Why do you want to put it on the stack? That's a waste of clock cycles to push a static string on the stack (if you aren't trying to conserve clock cycles then why are you in assembly?). I would assume that you have forgotten or are not aware that on the x86 the stack expands down, eg:
The reason you're only getting one letter as you can hopefully see, you have actually pushed [tt]0x66 0x00 0x00 0x00 0x65 0x00 0x00 0x00 0x64 0x00 0x00 0x00[/tt] on the stack. As you can see there are a lot of NULLs, and it stops as soon as it hits the first one after the "f".
Wouldn't it be smarter to push a pointer to the string on the stack?
That is what I wanted to do! But don't I need to put it on the stack? How can I get this pointer address? And I know the stack way isn't useful, but how can I do it? Thank you!
...unless I (again) confused AT&T and Intel syntax and it's really "push string" without the '$'. "string" is the symbol associated with your character sequence, and you can take it's address.
Every good solution is obvious once you've found it.
Because there are no general registers left to pass the arguments to the function, they are push'ed in to the stack. I don't seem to understand how does this function know witch values to pop off the stack?
What does movl esp,ecx mean? ESP = Stack Pointer, but what about ECX, its a general register used for counting! Why does it's value are stored in ESP? Thank you!
Because there are no general registers left to pass the arguments to the function, they are push'ed in to the stack. I don't seem to understand how does this function know witch values to pop off the stack?
What does movl esp,ecx mean? ESP = Stack Pointer, but what about ECX, its a general register used for counting! Why does it's value are stored in ESP? Thank you!
I think it's because the Linux kernel uses the ECX register for the stack "table".
ECX is a general register and is used to send parameters to the kernel for system calls. In that context, ECX in C would be something like socketparams_t* (A pointer to a struct). They simply built it on the stack for some reason (they could have just had "mov ecx, socketdata; socketdata: dd 0x02, 0x01, 0x06"), try:
Thank you!
I wan't to be sure that I understand this:
There are two ways to pass arguments to system calls: By Registers, and by Stack!

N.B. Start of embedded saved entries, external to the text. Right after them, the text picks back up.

#[cfg(test)]
mod tests {
    use super::*;
    use crate::action::ActionLog;
    use crate::components::Team;
    use crate::equations::{self, EquationTable, Formula};
    use crate::item::ItemComponent;
    use crate::rng::{FixedRolls, PcgRng};
    use crate::skill::{Skill, SkillComponent};

    fn db() -> Database {
        let stat = |name: &str| Formula::Stat(name.into());
        Database {
            equations: EquationTable::new()
                .with(equations::HIT, stat("SKL"))
                .with(equations::AVOID, stat("SPD"))
                .with(equations::CRIT_HIT, stat("SKL"))
                .with(equations::CRIT_AVOID, stat("LCK"))
                .with(equations::DAMAGE, stat("STR"))
                .with(equations::DEFENSE, stat("DEF"))
                .with(equations::ATTACK_SPEED, stat("SPD"))
                .with(equations::DEFENSE_SPEED, stat("SPD")),
            ..Database::default()
        }
    }

    fn fighter(nid: &str, team: Team, spd: i32, x: i32) -> Unit {
        Unit::new(nid, team).with_stat("HP", 30).with_stat("STR", 5).with_stat("SPD", spd).at(x, 0)
    }

    fn armed(world: &mut World, db: &Database, unit: &str, item: Item) -> ItemId {
        let id = world.give_item(&unit.into(), item).unwrap();
        world.equip(db, &unit.into(), &id).unwrap();
        id
    }

    fn run(db: &Database, world: &mut World, setup: CombatSetup, rng: &mut dyn CombatRng) -> Vec<PhaseOutcome> {
        let mut solver = CombatPhaseSolver::new(setup);
        let mut log = ActionLog::new();
        let mut phases = Vec::new();
        while let PhaseResult::Continue(outcome) = solver.step(db, world, rng).unwrap() {
            for action in &outcome.actions {
                log.apply(world, action.clone()).unwrap();
            }
            phases.push(outcome);
        }
        assert!(solver.is_done());
        phases
    }

    fn roles(phases: &[PhaseOutcome]) -> Vec<StrikeRole> {
        phases.iter().map(|p| p.descriptor.strike.role).collect()
    }

    #[test]
    fn test_double_before_counter() {
        let db = db();
        let mut world = World::new();
        world.add_unit(fighter("a", Team::Player, 9, 0));
        world.add_unit(fighter("b", Team::Enemy, 4, 1));
        armed(&mut world, &db, "a", Item::weapon("sword", "Sword", 3, 100, 0));
        armed(&mut world, &db, "b", Item::weapon("axe", "Axe", 3, 100, 0));

        let phases = run(&db, &mut world, CombatSetup::new("a", "sword", "b"), &mut FixedRolls::always(0));
        assert_eq!(roles(&phases), vec![StrikeRole::Attacker, StrikeRole::Attacker, StrikeRole::Defender]);
        assert_eq!(phases[0].descriptor.remaining_attacker, 1);
        assert_eq!(phases[0].descriptor.remaining_defender, 1);
        assert!(matches!(phases[2].events[0], CombatEvent::DefenderPhase { .. }));
    }

    #[test]
    fn test_no_counter_without_weapon() {
        let db = db();
        let mut world = World::new();
        world.add_unit(fighter("a", Team::Player, 5, 0));
        world.add_unit(fighter("b", Team::Enemy, 5, 1));
        armed(&mut world, &db, "a", Item::weapon("sword", "Sword", 3, 100, 0));

        let phases = run(&db, &mut world, CombatSetup::new("a", "sword", "b"), &mut FixedRolls::always(0));
        assert_eq!(roles(&phases), vec![StrikeRole::Attacker]);
    }

    #[test]
    fn test_miss_still_marks() {
        let db = db();
        let mut world = World::new();
        world.add_unit(fighter("a", Team::Player, 5, 0));
        world.add_unit(fighter("b", Team::Enemy, 5, 1));
        armed(&mut world, &db, "a", Item::weapon("sword", "Sword", 3, 50, 0));

        let phases = run(&db, &mut world, CombatSetup::new("a", "sword", "b"), &mut FixedRolls::always(99));
        let outcome = &phases[0];
        assert!(matches!(outcome.actions[0], Action::Mark(Mark { kind: MarkKind::Miss, .. })));
        assert!(!outcome.actions.iter().any(|a| matches!(a, Action::SetHp { .. })));
        assert_eq!(world.unit(&"b".into()).unwrap().current_hp, 30);
    }

    #[test]
    fn test_dead_defender_loses_counter() {
        let db = db();
        let mut world = World::new();
        world.add_unit(fighter("a", Team::Player, 5, 0).with_stat("STR", 40));
        world.add_unit(fighter("b", Team::Enemy, 5, 1));
        armed(&mut world, &db, "a", Item::weapon("sword", "Sword", 3, 100, 0));
        armed(&mut world, &db, "b", Item::weapon("axe", "Axe", 3, 100, 0));

        let phases = run(&db, &mut world, CombatSetup::new("a", "sword", "b"), &mut FixedRolls::always(0));
        assert_eq!(roles(&phases), vec![StrikeRole::Attacker]);
        assert!(world.unit(&"b".into()).unwrap().is_lethal());
    }

    #[test]
    fn test_broken_item_cancels_remaining_strikes() {
        let db = db();
        let mut world = World::new();
        world.add_unit(fighter("a", Team::Player, 9, 0));
        world.add_unit(fighter("b", Team::Enemy, 4, 1));
        armed(&mut world, &db, "a", Item::weapon("sword", "Sword", 1, 100, 0).with_uses(1));

        let phases = run(&db, &mut world, CombatSetup::new("a", "sword", "b"), &mut FixedRolls::always(0));
        assert_eq!(phases.len(), 1);
        assert!(world.item(&"sword".into()).unwrap().is_broken());
    }

    #[test]
    fn test_vantage_swaps_order() {
        let db = db();
        let mut world = World::new();
        world.add_unit(fighter("a", Team::Player, 5, 0));
        world.add_unit(fighter("b", Team::Enemy, 5, 1));
        armed(&mut world, &db, "a", Item::weapon("sword", "Sword", 1, 100, 0));
        armed(&mut world, &db, "b", Item::weapon("axe", "Axe", 1, 100, 0));
        world.give_skill(&"b".into(), Skill::new("vantage", vec![SkillComponent::Vantage])).unwrap();

        let phases = run(&db, &mut world, CombatSetup::new("a", "sword", "b"), &mut FixedRolls::always(0));
        assert_eq!(roles(&phases), vec![StrikeRole::Defender, StrikeRole::Attacker]);
    }

    #[test]
    fn test_splash_only_has_no_counter_or_double() {
        let db = db();
        let mut world = World::new();
        world.add_unit(fighter("a", Team::Player, 20, 0));
        world.add_unit(fighter("b", Team::Enemy, 0, 2));
        world.add_unit(fighter("c", Team::Enemy, 0, 3));
        armed(&mut world, &db, "a", Item::weapon("bolting", "Dark", 2, 100, 0).with_range(2, 3));
        armed(&mut world, &db, "b", Item::weapon("bow", "Bow", 1, 100, 0).with_range(2, 2));

        let mut setup = CombatSetup::new("a", "bolting", "b").with_splash([UnitId::from("b"), UnitId::from("c")]);
        setup.defenders.clear();
        let phases = run(&db, &mut world, setup, &mut FixedRolls::always(0));
        assert_eq!(roles(&phases), vec![StrikeRole::Splash, StrikeRole::Splash]);
        assert_eq!(phases[1].descriptor.strike.target, UnitId::from("c"));
    }

    #[test]
    fn test_splash_follows_first_strike() {
        let db = db();
        let mut world = World::new();
        world.add_unit(fighter("a", Team::Player, 10, 0));
        world.add_unit(fighter("b", Team::Enemy, 0, 1));
        world.add_unit(fighter("c", Team::Enemy, 0, 2));
        armed(&mut world, &db, "a", Item::weapon("sword", "Sword", 1, 100, 0));

        let setup = CombatSetup::new("a", "sword", "b").with_splash([UnitId::from("c")]);
        let phases = run(&db, &mut world, setup, &mut FixedRolls::always(0));
        assert_eq!(roles(&phases), vec![StrikeRole::Attacker, StrikeRole::Splash, StrikeRole::Attacker]);
    }

    #[test]
    fn test_self_target_heal() {
        let db = db();
        let mut world = World::new();
        let mut unit = fighter("a", Team::Player, 5, 0);
        unit.current_hp = 10;
        world.add_unit(unit);
        world
            .give_item(
                &"a".into(),
                Item::new("vulnerary").with_uses(3).with_component(ItemComponent::Heal { amount: 10, formula: None }),
            )
            .unwrap();

        let phases = run(&db, &mut world, CombatSetup::new("a", "vulnerary", "a"), &mut FixedRolls::always(99));
        assert_eq!(phases.len(), 1);
        assert!(phases[0].descriptor.mutual);
        assert_eq!(world.unit(&"a".into()).unwrap().current_hp, 20);
        assert_eq!(world.item(&"vulnerary".into()).unwrap().uses.map(|u| u.current), Some(2));
    }

    #[test]
    fn test_true_hit_averages_two_rolls() {
        let mut rng = FixedRolls::new([90, 10, 90, 30], 0);
        assert!(CombatPhaseSolver::roll_hit(RngMode::TrueHit, &mut rng, 51));
        assert!(!CombatPhaseSolver::roll_hit(RngMode::TrueHit, &mut rng, 60));
        assert!(CombatPhaseSolver::roll_hit(RngMode::Classic, &mut rng, 1));
    }

    #[test]
    fn test_same_seed_same_playback() {
        let db = db();
        let mut base = World::new();
        base.add_unit(fighter("a", Team::Player, 9, 0).with_stat("SKL", 10));
        base.add_unit(fighter("b", Team::Enemy, 4, 1).with_stat("SKL", 10));
        armed(&mut base, &db, "a", Item::weapon("sword", "Sword", 3, 60, 10));
        armed(&mut base, &db, "b", Item::weapon("axe", "Axe", 3, 60, 10));

        let mut first = base.clone();
        let mut second = base.clone();
        let a = run(&db, &mut first, CombatSetup::new("a", "sword", "b"), &mut PcgRng::new(7));
        let b = run(&db, &mut second, CombatSetup::new("a", "sword", "b"), &mut PcgRng::new(7));
        assert_eq!(a, b);
        assert_eq!(first.state_hash(), second.state_hash());
    }

    #[test]
    fn test_from_positions() {
        let mut world = World::new();
        world.add_unit(fighter("a", Team::Player, 5, 0));
        world.add_unit(fighter("b", Team::Enemy, 5, 1));
        world.add_unit(fighter("c", Team::Enemy, 5, 2));
        world.give_item(&"a".into(), Item::weapon("sword", "Sword", 1, 100, 0)).unwrap();
        let setup = CombatSetup::from_positions(
            &world,
            &"a".into(),
            &"sword".into(),
            &[Position::new(1, 0)],
            &[Position::new(1, 0), Position::new(2, 0), Position::new(2, 0), Position::new(5, 5)],
        )
        .unwrap();
        assert_eq!(setup.defenders, vec![UnitId::from("b")]);
        assert_eq!(setup.splash, vec![UnitId::from("c")]);
        assert_eq!(setup.participants().len(), 3);
    }
}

When Passing arguments by registers:
EAX - System Call ID
EBX - First Argument
ECX - Second Argument
EDX - Third Argument
When the System Call has more than three arguments, I need to pass them by Stack:
EAX - System Call ID ; SOCKETCALL();
EBX - Sub-System Call ID ; CONNECT();
ECX = ESP (If ECX contains memory address not a value, the kernel will know that I will pass arguments by stack?)
PUSH .. (Push the arguments on the stack!)
Unfortunately I'm not familiar with the Linux Kernel interface, but I doubt it uses the stack at all, if the parameters won't fit then it will most likely use a pointer to a struct of data as one of the parameters.
A pointer points to anywhere, the stack is nothing special in this regard (neither is code for that matter).
...and only in the undertones of this thread does it become apparent that you are not talking about generally passing arguments in Assembler, but about passing arguments to specific Linux functions. You could just as well have spoken about your own code, the Win32 API or whatever...
In this case, I would recommend to refer to the Linux API docs, and perhaps read the "Programming from the Ground Up" book to make you get more comfortable with using Assembler.
Every good solution is obvious once you've found it.